Perbedaan Forklift Diesel dan Elektrik Dari sisi Emisi dan Automation
HERRO.CO.ID - Keselamatan tim di area produksi dan pergudangan harus menjadi prioritas utama dalam setiap operasional industri. Namun, pada kenyataannya, masih banyak fasilitas industri yang menggunakan forklift konvensional tanpa mempertimbangkan dampak jangka panjang terhadap keselamatan kerja, efisiensi operasional, dan lingkungan.
Di tengah transformasi industri yang semakin menitikberatkan pada keberlanjutan (sustainability), efisiensi energi, dan otomatisasi, perusahaan mulai meninjau kembali jenis peralatan material handling yang digunakan. Seiring dengan meningkatnya tuntutan produktivitas serta standar keselamatan kerja, pemilihan jenis forklift bukan lagi sekadar keputusan teknis, melainkan keputusan strategis.
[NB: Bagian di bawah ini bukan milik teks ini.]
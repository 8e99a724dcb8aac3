use alien_defence_core::{AlienId, AlienTemplate, Bounds, Command, Event, Outcome, Path, Position};
use alien_defence_system_motion::Motion;
use alien_defence_world::{self as world, query, World};

fn corridor() -> World {
    let path = Path::new((0..4).map(|x| Position::new(x, 0)).collect());
    World::new(
        Bounds::new(4, 2),
        path,
        AlienTemplate {
            health: 1.0,
            speed: 1.0,
        },
        &[0, 2],
    )
}

fn tick(world: &mut World, motion: &Motion) -> Vec<Event> {
    let mut events = Vec::new();
    world::apply(world, Command::Tick, &mut events);

    let mut commands = Vec::new();
    motion.handle(
        &events,
        query::path(world),
        &query::alien_view(world),
        &mut commands,
    );
    for command in commands {
        world::apply(world, command, &mut events);
    }
    events
}

fn position_of(world: &World, alien: u32) -> Position {
    query::alien_view(world)
        .get(AlienId::new(alien))
        .expect("alien exists")
        .position
}

#[test]
fn delayed_alien_stays_off_board_until_its_spawn_tick() {
    let mut world = corridor();
    let motion = Motion::new();

    let _ = tick(&mut world, &motion);
    assert_eq!(position_of(&world, 0), Position::new(0, 0));
    assert_eq!(position_of(&world, 1), Position::OFF_BOARD);

    let _ = tick(&mut world, &motion);
    assert_eq!(position_of(&world, 1), Position::OFF_BOARD);

    let _ = tick(&mut world, &motion);
    assert_eq!(position_of(&world, 0), Position::new(2, 0));
    assert_eq!(position_of(&world, 1), Position::new(0, 0));
}

#[test]
fn first_alien_to_reach_the_sentinel_ends_the_run() {
    let mut world = corridor();
    let motion = Motion::new();

    let mut last = Vec::new();
    for _ in 0..5 {
        last = tick(&mut world, &motion);
    }

    assert_eq!(query::outcome(&world), Outcome::Loss);
    assert_eq!(query::tick(&world), Some(4));
    assert!(last.contains(&Event::AlienBreached {
        alien: AlienId::new(0)
    }));
    assert_eq!(
        position_of(&world, 1),
        Position::new(1, 0),
        "aliens after the breaching one are not moved on the final tick"
    );
}
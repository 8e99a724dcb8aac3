#![deny(
    unsafe_code,
    missing_docs,
    dead_code,
    unused_results,
    non_snake_case,
    unreachable_pub
)]

//! Tick-driven simulation loop that runs a level to a terminal outcome.
//!
//! The loop owns the authoritative [`World`] together with every system. Each
//! tick it asks the systems for command batches and applies them in a fixed
//! order: clock, motion, lock phase, fire phase, outcome evaluation.

use alien_defence_core::{Command, Event, Level, LevelError, Outcome, Path, Position};
use alien_defence_system_motion::Motion;
use alien_defence_system_path_builder::PathBuilder;
use alien_defence_system_placement::TowerPlacer;
use alien_defence_system_tower_combat::CombatResolver;
use alien_defence_world::{self as world, query, World};
use serde::Serialize;
use tracing::{debug, info, trace, warn};

/// Final state handed to output collaborators.
#[derive(Clone, Debug, PartialEq, Eq, Serialize)]
pub struct SimulationReport {
    /// Outcome reached by the run.
    pub outcome: Outcome,
    /// Last tick that was simulated, `None` if no tick ran.
    pub tick: Option<u64>,
    /// Tower cells in placement order.
    pub towers: Vec<Position>,
}

/// Owner of the world and the systems that drive it.
#[derive(Debug)]
pub struct SimulationLoop {
    world: World,
    motion: Motion,
    combat: CombatResolver,
    commands: Vec<Command>,
    events: Vec<Event>,
}

impl SimulationLoop {
    /// Validates `level`, builds its path and places the affordable towers.
    pub fn new(level: &Level) -> Result<Self, LevelError> {
        level.validate()?;

        let cells = PathBuilder::new().build(level.bounds, level.start, &level.commands);
        let path = Path::new(cells);
        let placements = TowerPlacer::new().place(level.bounds, &path, &level.tower, level.gold)?;

        let mut world = World::new(level.bounds, path, level.alien, &level.spawn_ticks);
        let mut events = Vec::new();
        for position in placements {
            world::apply(
                &mut world,
                Command::PlaceTower {
                    position,
                    damage: level.tower.damage,
                    range: level.tower.range,
                },
                &mut events,
            );
        }
        for event in &events {
            if let Event::TowerPlacementRejected { position, reason } = event {
                warn!(%position, %reason, "planned tower was rejected by the world");
            }
        }

        info!(
            path_len = query::path(&world).len(),
            aliens = level.spawn_ticks.len(),
            towers = query::tower_view(&world).len(),
            "level prepared"
        );

        Ok(Self {
            world,
            motion: Motion::new(),
            combat: CombatResolver::new(),
            commands: Vec::new(),
            events,
        })
    }

    /// Runs a single tick and returns the outcome afterwards.
    ///
    /// Calling `step` after a terminal outcome is a no-op.
    pub fn step(&mut self) -> Outcome {
        let outcome = query::outcome(&self.world);
        if outcome.is_terminal() {
            return outcome;
        }

        self.events.clear();
        world::apply(&mut self.world, Command::Tick, &mut self.events);
        let tick = query::tick(&self.world).unwrap_or_default();

        self.motion.handle(
            &self.events,
            query::path(&self.world),
            &query::alien_view(&self.world),
            &mut self.commands,
        );
        self.flush();
        if query::outcome(&self.world).is_terminal() {
            return self.conclude_tick(tick);
        }

        self.combat.lock(
            &query::tower_view(&self.world),
            &query::alien_view(&self.world),
            &mut self.commands,
        );
        self.flush();

        self.combat.fire(tick, &query::tower_view(&self.world), &mut self.commands);
        self.flush();

        self.commands.push(Command::EvaluateOutcome);
        self.flush();

        self.conclude_tick(tick)
    }

    /// Steps until the outcome is terminal.
    ///
    /// There is no tick cap: a wave that can neither breach nor be destroyed
    /// keeps this running forever. Use [`SimulationLoop::run_for`] to bound it.
    pub fn run(mut self) -> SimulationReport {
        while !self.step().is_terminal() {}
        self.report()
    }

    /// Steps at most `max_ticks` times, stopping early on a terminal outcome.
    pub fn run_for(&mut self, max_ticks: u64) -> Outcome {
        for _ in 0..max_ticks {
            if self.step().is_terminal() {
                break;
            }
        }
        query::outcome(&self.world)
    }

    /// Snapshot of the current outcome, tick and tower list.
    #[must_use]
    pub fn report(&self) -> SimulationReport {
        SimulationReport {
            outcome: query::outcome(&self.world),
            tick: query::tick(&self.world),
            towers: query::tower_positions(&self.world),
        }
    }

    /// Read-only access to the world being simulated.
    #[must_use]
    pub fn world(&self) -> &World {
        &self.world
    }

    /// Events broadcast during the most recent tick, or during setup before the first one.
    #[must_use]
    pub fn events(&self) -> &[Event] {
        &self.events
    }

    fn flush(&mut self) {
        for command in self.commands.drain(..) {
            world::apply(&mut self.world, command, &mut self.events);
            if query::outcome(&self.world).is_terminal() {
                break;
            }
        }
    }

    fn conclude_tick(&self, tick: u64) -> Outcome {
        for event in &self.events {
            trace!(tick, ?event, "event");
        }
        let outcome = query::outcome(&self.world);
        debug!(
            tick,
            alive = query::alive_count(&self.world),
            %outcome,
            "tick resolved"
        );
        outcome
    }
}
#![deny(
    unsafe_code,
    missing_docs,
    dead_code,
    unused_results,
    non_snake_case,
    unreachable_pub
)]

//! Pure system that maintains sticky tower target locks from world snapshots.

use alien_defence_core::{
    AlienId, AlienView, Command, Position, TargetLock, TowerSnapshot, TowerView,
};

/// Tower targeting system that reuses scratch buffers to avoid repeated allocations.
#[derive(Debug, Default)]
pub struct TowerTargeting {
    alien_workspace: Vec<AlienCandidate>,
}

impl TowerTargeting {
    /// Creates a new tower targeting system with empty scratch buffers.
    #[must_use]
    pub fn new() -> Self {
        Self::default()
    }

    /// Runs the lock phase for every tower.
    ///
    /// Emits `Command::LockTarget` only for towers whose lock changes this
    /// tick, in placement order.
    pub fn handle(&mut self, towers: &TowerView, aliens: &AlienView, out: &mut Vec<Command>) {
        if towers.is_empty() {
            return;
        }

        self.prepare_alien_workspace(aliens);

        for tower in towers.iter() {
            let lock = self.resolve(tower);
            if lock != tower.lock {
                out.push(Command::LockTarget {
                    tower: tower.id,
                    lock,
                });
            }
        }
    }

    /// Lock a single tower should hold after this tick's evaluation.
    ///
    /// A valid lock is kept even when a closer alien is available. Otherwise
    /// the closest targetable alien in range wins, ties going to the earliest
    /// roster entry.
    fn resolve(&self, tower: &TowerSnapshot) -> TargetLock {
        if let TargetLock::Locked(current) = tower.lock {
            let retained = self
                .candidate(current)
                .is_some_and(|candidate| in_range(tower, candidate.position));
            if retained {
                return tower.lock;
            }
        }

        let mut best: Option<BestCandidate> = None;
        for candidate in &self.alien_workspace {
            let distance = tower.position.distance_to(candidate.position);
            if distance > tower.range {
                continue;
            }

            let current = BestCandidate {
                distance,
                alien: candidate.id,
            };
            match &mut best {
                Some(existing) => {
                    if current.precedes(existing) {
                        *existing = current;
                    }
                }
                None => best = Some(current),
            }
        }

        best.map_or(TargetLock::Unlocked, |candidate| {
            TargetLock::Locked(candidate.alien)
        })
    }

    fn prepare_alien_workspace(&mut self, aliens: &AlienView) {
        self.alien_workspace.clear();
        self.alien_workspace.reserve(aliens.len());

        for snapshot in aliens.iter().filter(|snapshot| snapshot.is_targetable()) {
            self.alien_workspace.push(AlienCandidate {
                id: snapshot.id,
                position: snapshot.position,
            });
        }
    }

    fn candidate(&self, alien: AlienId) -> Option<&AlienCandidate> {
        self.alien_workspace
            .binary_search_by_key(&alien, |candidate| candidate.id)
            .ok()
            .map(|index| &self.alien_workspace[index])
    }
}

/// Reports whether `position` lies within the tower's Euclidean range.
#[must_use]
pub fn in_range(tower: &TowerSnapshot, position: Position) -> bool {
    tower.position.distance_to(position) <= tower.range
}

#[derive(Clone, Copy, Debug, PartialEq)]
struct AlienCandidate {
    id: AlienId,
    position: Position,
}

#[derive(Clone, Copy, Debug, PartialEq)]
struct BestCandidate {
    distance: f64,
    alien: AlienId,
}

impl BestCandidate {
    fn precedes(&self, other: &Self) -> bool {
        if self.distance != other.distance {
            return self.distance < other.distance;
        }

        self.alien < other.alien
    }
}
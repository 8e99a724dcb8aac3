use std::{fs, path::Path};

use alien_defence_core::Position;
use anyhow::Context as _;

/// Renders one `x y` line per tower in placement order.
pub(crate) fn render(towers: &[Position]) -> String {
    towers
        .iter()
        .map(|tower| format!("{} {}\n", tower.x(), tower.y()))
        .collect()
}

/// Writes the tower list to `path`, replacing any previous file.
pub(crate) fn write(path: &Path, towers: &[Position]) -> anyhow::Result<()> {
    fs::write(path, render(towers))
        .with_context(|| format!("failed to write tower list {}", path.display()))
}

#[cfg(test)]
mod tests {
    use super::*;

    #[test]
    fn towers_render_one_per_line_in_order() {
        let towers = [
            Position::new(3, 0),
            Position::new(0, 12),
            Position::new(1, 1),
        ];
        assert_eq!(render(&towers), "3 0\n0 12\n1 1\n");
    }

    #[test]
    fn no_towers_renders_an_empty_file() {
        assert_eq!(render(&[]), "");
    }
}
#![deny(
    unsafe_code,
    missing_docs,
    dead_code,
    unused_results,
    non_snake_case,
    unreachable_pub
)]

//! Pure system that expands path commands into the cell-by-cell alien path.

use alien_defence_core::{Bounds, PathCommand, Pose, Position};

/// Path builder that reuses its unit-step buffer between builds.
#[derive(Debug, Default)]
pub struct PathBuilder {
    unit_steps: Vec<PathCommand>,
}

impl PathBuilder {
    /// Creates a new path builder with an empty scratch buffer.
    #[must_use]
    pub fn new() -> Self {
        Self::default()
    }

    /// Walks `commands` from `start` and records every cell entered.
    ///
    /// The output begins with the start position and gains one entry per
    /// advanced cell, including cells where clamping at the border left the
    /// walker in place. Turns contribute no cell. The breach sentinel is not
    /// appended here; seal the result with [`alien_defence_core::Path::new`].
    pub fn build(&mut self, bounds: Bounds, start: Pose, commands: &[PathCommand]) -> Vec<Position> {
        self.decompose(commands);

        let mut cells = Vec::with_capacity(self.unit_steps.len() + 1);
        cells.push(start.position);

        let mut pose = start;
        for &command in &self.unit_steps {
            pose = apply_command(pose, command, bounds);
            if matches!(command, PathCommand::Advance(_)) {
                cells.push(pose.position);
            }
        }
        cells
    }

    fn decompose(&mut self, commands: &[PathCommand]) {
        self.unit_steps.clear();
        for &command in commands {
            match command {
                PathCommand::Advance(steps) => {
                    for _ in 0..steps {
                        self.unit_steps.push(PathCommand::Advance(1));
                    }
                }
                PathCommand::Turn(_) => self.unit_steps.push(command),
            }
        }
    }
}

/// Applies a single command to `pose`.
///
/// Advances move the full distance along the heading before both coordinates
/// are clamped into the grid independently; turns only rotate.
#[must_use]
pub fn apply_command(pose: Pose, command: PathCommand, bounds: Bounds) -> Pose {
    match command {
        PathCommand::Advance(steps) => {
            let (dx, dy) = pose.heading.offset();
            let distance = i32::try_from(steps).unwrap_or(i32::MAX);
            let moved = Position::new(
                pose.position.x().saturating_add(dx.saturating_mul(distance)),
                pose.position.y().saturating_add(dy.saturating_mul(distance)),
            );
            Pose::new(bounds.clamp(moved), pose.heading)
        }
        PathCommand::Turn(quarter_turns) => {
            Pose::new(pose.position, pose.heading.turned(quarter_turns))
        }
    }
}
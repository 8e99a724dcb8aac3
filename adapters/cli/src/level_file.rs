use std::{fs, path::Path, str::FromStr};

use alien_defence_core::{
    AlienTemplate, Bounds, Heading, Level, PathCommand, Pose, Position, TowerTemplate,
};
use anyhow::Context as _;
use thiserror::Error;

/// Errors raised while parsing a level file.
#[derive(Debug, Error)]
pub(crate) enum LevelFileError {
    /// The file ended before the expected line.
    #[error("line {line}: expected {expected}, found end of file")]
    MissingLine {
        /// One-based line number.
        line: usize,
        /// Description of the missing content.
        expected: &'static str,
    },
    /// A line held fewer fields than required.
    #[error("line {line}: missing {expected}")]
    MissingField {
        /// One-based line number.
        line: usize,
        /// Description of the missing field.
        expected: &'static str,
    },
    /// A field did not parse as the expected number.
    #[error("line {line}: '{token}' is not a valid {expected}")]
    InvalidNumber {
        /// One-based line number.
        line: usize,
        /// Offending token.
        token: String,
        /// Description of the expected value.
        expected: &'static str,
    },
    /// A path command letter other than `F` or `T`.
    #[error("line {line}: unknown path command '{token}'")]
    UnknownCommand {
        /// One-based line number.
        line: usize,
        /// Offending token.
        token: String,
    },
    /// A path command without its step count.
    #[error("line {line}: path command '{token}' has no step count")]
    DanglingCommand {
        /// One-based line number.
        line: usize,
        /// Command letter left without an argument.
        token: String,
    },
    /// The TOML document could not be deserialized.
    #[error("invalid TOML level: {0}")]
    Toml(#[from] toml::de::Error),
}

/// Reads the level at `path`, choosing the format from its extension.
pub(crate) fn load(path: &Path) -> anyhow::Result<Level> {
    let contents = fs::read_to_string(path)
        .with_context(|| format!("failed to read level file {}", path.display()))?;

    let is_toml = path
        .extension()
        .is_some_and(|extension| extension.eq_ignore_ascii_case("toml"));
    let level = if is_toml {
        parse_toml(&contents)
    } else {
        parse_legacy(&contents)
    };
    level.with_context(|| format!("failed to parse level file {}", path.display()))
}

/// Deserializes a TOML level document.
pub(crate) fn parse_toml(contents: &str) -> Result<Level, LevelFileError> {
    Ok(toml::from_str(contents)?)
}

/// Parses the line-oriented level format.
///
/// The start heading is always east. Spawn ticks follow the alien count one
/// per line, and any content after the gold line is ignored.
pub(crate) fn parse_legacy(contents: &str) -> Result<Level, LevelFileError> {
    let mut lines = Lines::new(contents);

    let mut fields = lines.next("grid size")?;
    let width = fields.parse::<i32>("grid width")?;
    let height = fields.parse::<i32>("grid height")?;

    let mut fields = lines.next("start position")?;
    let x = fields.parse::<i32>("start x")?;
    let y = fields.parse::<i32>("start y")?;

    let fields = lines.next("path commands")?;
    let commands = fields.path_commands()?;

    let mut fields = lines.next("alien health and speed")?;
    let health = fields.parse::<f64>("alien health")?;
    let speed = fields.parse::<f64>("alien speed")?;

    let count = lines.next("alien count")?.parse::<usize>("alien count")?;
    let mut spawn_ticks = Vec::new();
    for _ in 0..count {
        spawn_ticks.push(lines.next("spawn tick")?.parse::<u64>("spawn tick")?);
    }

    let mut fields = lines.next("tower damage, range and cost")?;
    let damage = fields.parse::<f64>("tower damage")?;
    let range = fields.parse::<f64>("tower range")?;
    let cost = fields.parse::<i64>("tower cost")?;

    let gold = lines.next("gold")?.parse::<i64>("gold")?;

    Ok(Level {
        bounds: Bounds::new(width, height),
        start: Pose::new(Position::new(x, y), Heading::East),
        commands,
        alien: AlienTemplate { health, speed },
        spawn_ticks,
        tower: TowerTemplate {
            damage,
            range,
            cost,
        },
        gold,
    })
}

struct Lines<'a> {
    inner: std::str::Lines<'a>,
    number: usize,
}

impl<'a> Lines<'a> {
    fn new(contents: &'a str) -> Self {
        Self {
            inner: contents.lines(),
            number: 0,
        }
    }

    fn next(&mut self, expected: &'static str) -> Result<Fields<'a>, LevelFileError> {
        self.number += 1;
        let text = self.inner.next().ok_or(LevelFileError::MissingLine {
            line: self.number,
            expected,
        })?;
        Ok(Fields {
            tokens: text.split_whitespace(),
            line: self.number,
        })
    }
}

struct Fields<'a> {
    tokens: std::str::SplitWhitespace<'a>,
    line: usize,
}

impl Fields<'_> {
    fn parse<T: FromStr>(&mut self, expected: &'static str) -> Result<T, LevelFileError> {
        let token = self.tokens.next().ok_or(LevelFileError::MissingField {
            line: self.line,
            expected,
        })?;
        parse_token(token, self.line, expected)
    }

    fn path_commands(self) -> Result<Vec<PathCommand>, LevelFileError> {
        let line = self.line;
        let tokens: Vec<&str> = self.tokens.collect();

        let mut commands = Vec::with_capacity(tokens.len() / 2);
        for pair in tokens.chunks(2) {
            let [letter, steps] = pair else {
                return Err(LevelFileError::DanglingCommand {
                    line,
                    token: pair[0].to_owned(),
                });
            };
            let command = match *letter {
                "F" => PathCommand::Advance(parse_token(steps, line, "advance distance")?),
                "T" => PathCommand::Turn(parse_token(steps, line, "quarter-turn count")?),
                other => {
                    return Err(LevelFileError::UnknownCommand {
                        line,
                        token: other.to_owned(),
                    })
                }
            };
            commands.push(command);
        }
        Ok(commands)
    }
}

fn parse_token<T: FromStr>(
    token: &str,
    line: usize,
    expected: &'static str,
) -> Result<T, LevelFileError> {
    token.parse().map_err(|_| LevelFileError::InvalidNumber {
        line,
        token: token.to_owned(),
        expected,
    })
}
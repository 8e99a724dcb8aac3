use std::{
    collections::hash_map::DefaultHasher,
    hash::{Hash, Hasher},
};

use alien_defence_core::{
    AlienId, AlienTemplate, Bounds, Event, Heading, Level, Outcome, PathCommand, PlacementError,
    Pose, Position, TowerId, TowerTemplate,
};
use alien_defence_simulation::{SimulationLoop, SimulationReport};

#[test]
fn deterministic_replay_of_a_winding_level() {
    let level = winding_level();
    let first = replay(&level);
    let second = replay(&level);

    assert_eq!(first, second, "replay diverged between runs");
    assert_eq!(first.fingerprint(), second.fingerprint());

    assert_eq!(first.report.outcome, Outcome::Win);
    assert_eq!(first.report.towers.len(), 3);

    let kills: Vec<_> = first
        .events
        .iter()
        .filter_map(|event| match event {
            EventRecord::AlienKilled { alien } => Some(*alien),
            _ => None,
        })
        .collect();
    let mut sorted = kills.clone();
    sorted.sort_unstable();
    sorted.dedup();
    assert_eq!(sorted, vec![0, 1, 2], "every alien dies exactly once");
    assert_eq!(kills.len(), 3);

    assert!(
        !first
            .events
            .iter()
            .any(|event| matches!(event, EventRecord::AlienBreached { .. })),
        "no alien may breach on a winning run"
    );
}

#[test]
fn fingerprint_distinguishes_different_levels() {
    let level = winding_level();
    let mut weaker = level.clone();
    weaker.tower.damage = 0.5;

    assert_ne!(replay(&level).fingerprint(), replay(&weaker).fingerprint());
}

fn winding_level() -> Level {
    Level {
        bounds: Bounds::new(8, 6),
        start: Pose::new(Position::new(0, 1), Heading::East),
        commands: vec![
            PathCommand::Advance(6),
            PathCommand::Turn(1),
            PathCommand::Advance(3),
            PathCommand::Turn(1),
            PathCommand::Advance(5),
        ],
        alien: AlienTemplate {
            health: 3.0,
            speed: 0.75,
        },
        spawn_ticks: vec![0, 2, 4],
        tower: TowerTemplate {
            damage: 1.0,
            range: 2.5,
            cost: 10,
        },
        gold: 35,
    }
}

fn replay(level: &Level) -> ReplayOutcome {
    let mut simulation = SimulationLoop::new(level).expect("valid level");
    let mut events: Vec<EventRecord> = simulation
        .events()
        .iter()
        .cloned()
        .map(EventRecord::from)
        .collect();

    while !simulation.step().is_terminal() {
        events.extend(simulation.events().iter().cloned().map(EventRecord::from));
    }
    events.extend(simulation.events().iter().cloned().map(EventRecord::from));

    ReplayOutcome {
        events,
        report: simulation.report(),
    }
}

#[derive(Debug, PartialEq, Eq)]
struct ReplayOutcome {
    events: Vec<EventRecord>,
    report: SimulationReport,
}

impl ReplayOutcome {
    fn fingerprint(&self) -> u64 {
        let mut hasher = DefaultHasher::new();
        self.events.hash(&mut hasher);
        self.report.outcome.hash(&mut hasher);
        self.report.tick.hash(&mut hasher);
        self.report.towers.hash(&mut hasher);
        hasher.finish()
    }
}

/// Hashable mirror of [`Event`]; health is recorded by its bit pattern.
#[derive(Clone, Copy, Debug, PartialEq, Eq, Hash)]
enum EventRecord {
    TimeAdvanced { tick: u64 },
    TowerPlaced { tower: u32, cell: (i32, i32) },
    TowerPlacementRejected { cell: (i32, i32), reason: u8 },
    AlienMoved { alien: u32, to: (i32, i32) },
    AlienBreached { alien: u32 },
    TargetLocked { tower: u32, alien: u32 },
    TargetReleased { tower: u32, alien: u32 },
    AlienDamaged { tower: u32, alien: u32, health: u64 },
    AlienKilled { alien: u32 },
    OutcomeDecided { outcome: Outcome },
}

fn cell(position: Position) -> (i32, i32) {
    (position.x(), position.y())
}

fn tower_index(tower: TowerId) -> u32 {
    tower.get()
}

fn alien_index(alien: AlienId) -> u32 {
    alien.get()
}

impl From<Event> for EventRecord {
    fn from(event: Event) -> Self {
        match event {
            Event::TimeAdvanced { tick } => Self::TimeAdvanced { tick },
            Event::TowerPlaced { tower, position } => Self::TowerPlaced {
                tower: tower_index(tower),
                cell: cell(position),
            },
            Event::TowerPlacementRejected { position, reason } => Self::TowerPlacementRejected {
                cell: cell(position),
                reason: match reason {
                    PlacementError::OutOfBounds => 0,
                    PlacementError::OnPath => 1,
                    PlacementError::Occupied => 2,
                },
            },
            Event::AlienMoved { alien, to, .. } => Self::AlienMoved {
                alien: alien_index(alien),
                to: cell(to),
            },
            Event::AlienBreached { alien } => Self::AlienBreached {
                alien: alien_index(alien),
            },
            Event::TargetLocked { tower, alien } => Self::TargetLocked {
                tower: tower_index(tower),
                alien: alien_index(alien),
            },
            Event::TargetReleased { tower, alien } => Self::TargetReleased {
                tower: tower_index(tower),
                alien: alien_index(alien),
            },
            Event::AlienDamaged {
                tower,
                alien,
                health,
            } => Self::AlienDamaged {
                tower: tower_index(tower),
                alien: alien_index(alien),
                health: health.to_bits(),
            },
            Event::AlienKilled { alien } => Self::AlienKilled {
                alien: alien_index(alien),
            },
            Event::OutcomeDecided { outcome } => Self::OutcomeDecided { outcome },
        }
    }
}
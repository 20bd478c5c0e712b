//! Content sideline card component

use dioxus::prelude::*;

use crate::types::Content;

/// Number of summary characters shown on a card.
pub const SUMMARY_PREVIEW_CHARS: usize = 100;

/// Suffix appended to every summary preview.
pub const SUMMARY_ELLIPSIS: &str = "...";

/// Props for ContentSidelineItem
#[derive(Props, Clone, PartialEq)]
pub struct ContentSidelineItemProps {
    pub content: Content,
}

/// Card showing a content title, a summary preview and its labels as tags
#[component]
pub fn ContentSidelineItem(props: ContentSidelineItemProps) -> Element {
    let content = &props.content;
    let summary = summary_preview(&content.summary);

    rsx! {
        div {
            class: "box content-sideline-item",
            div {
                class: "content",
                h3 {
                    class: "title is-4",
                    "{content.title}"
                }
                p { "{summary}" }
                div {
                    class: "tags",
                    for (index, label) in content.labels.iter().enumerate() {
                        span {
                            key: "{index}",
                            class: "tag",
                            "{label}"
                        }
                    }
                }
            }
        }
    }
}

/// First [`SUMMARY_PREVIEW_CHARS`] characters of `summary` followed by
/// [`SUMMARY_ELLIPSIS`].
///
/// The ellipsis is appended even when nothing was cut off.
pub fn summary_preview(summary: &str) -> String {
    let mut preview: String = summary.chars().take(SUMMARY_PREVIEW_CHARS).collect();
    preview.push_str(SUMMARY_ELLIPSIS);
    preview
}
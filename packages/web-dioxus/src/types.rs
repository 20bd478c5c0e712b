//! Content records rendered by the sideline.
//!
//! A `Content` is owned by whoever hosts the sideline. Cards only read it.

use std::path::Path;

use serde::Deserialize;

use crate::error::{Result, SidelineError};

/// One piece of content with its generated summary and labels.
///
/// Every field is required when deserializing. A missing or `null` `summary`
/// or `labels` is rejected instead of defaulted.
#[derive(Debug, Clone, PartialEq, Eq, Deserialize)]
pub struct Content {
    /// Unique within the host's collection. Used as the list key, never rendered.
    pub id: i64,
    pub title: String,
    pub summary: String,
    /// Display order matters; duplicates are kept.
    pub labels: Vec<String>,
}

impl Content {
    pub fn new(
        id: i64,
        title: impl Into<String>,
        summary: impl Into<String>,
        labels: Vec<String>,
    ) -> Self {
        Self {
            id,
            title: title.into(),
            summary: summary.into(),
            labels,
        }
    }

    /// Parse a single content object.
    pub fn from_json(json: &str) -> Result<Self> {
        Ok(serde_json::from_str(json)?)
    }
}

/// Parse a JSON document holding one content object or an array of them.
pub fn parse_contents(json: &str) -> Result<Vec<Content>> {
    // Dispatch on the top-level shape so serde reports the real field error.
    let value: serde_json::Value = serde_json::from_str(json)?;
    if value.is_array() {
        Ok(serde_json::from_value(value)?)
    } else {
        Ok(vec![serde_json::from_value(value)?])
    }
}

/// Read and parse a content file.
pub fn load_contents(path: impl AsRef<Path>) -> Result<Vec<Content>> {
    let path = path.as_ref();
    let json = std::fs::read_to_string(path).map_err(|source| SidelineError::Read {
        path: path.to_path_buf(),
        source,
    })?;

    let contents = parse_contents(&json)?;
    tracing::debug!(path = %path.display(), count = contents.len(), "Loaded content");

    Ok(contents)
}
Artikel ini akan membahas perbandingan forklift diesel dan forklift listrik, khususnya dari sisi emisi, keselamatan, dan efisiensi operasional, serta bagaimana forklift automation menjadi solusi masa depan dalam industri modern.
Apa itu Emisi Forklift?
Emisi biasanya tertuju pada produksi karbondioksida. Menurut data IEA(IEA, 2021) Sektor logistik menjadi salah satu sektor penyumbang gas emisi terbesar, terutama dalam penggunaan alat operasional seperti forklift. Emisi forklift adalah partikel gas yang dihasilkan saat forklift berbahan bakar beroperasi. Emisi gas buang yang berlebihan dapat mempengaruhi kualitas udara di area kerja dan berdampak burut pada kesehatan pekerja serta lingkungan sekitar. Oleh karena itu, pengendalian emisi melalui perawatan forklift secara rutin atau beralih ke forklift listrik tanpa emisi karbon menjadi langkah efektif untuk mengurangi jejak karbon perusahaan sekaligus memenuhi standar dan regulasi lingkungan.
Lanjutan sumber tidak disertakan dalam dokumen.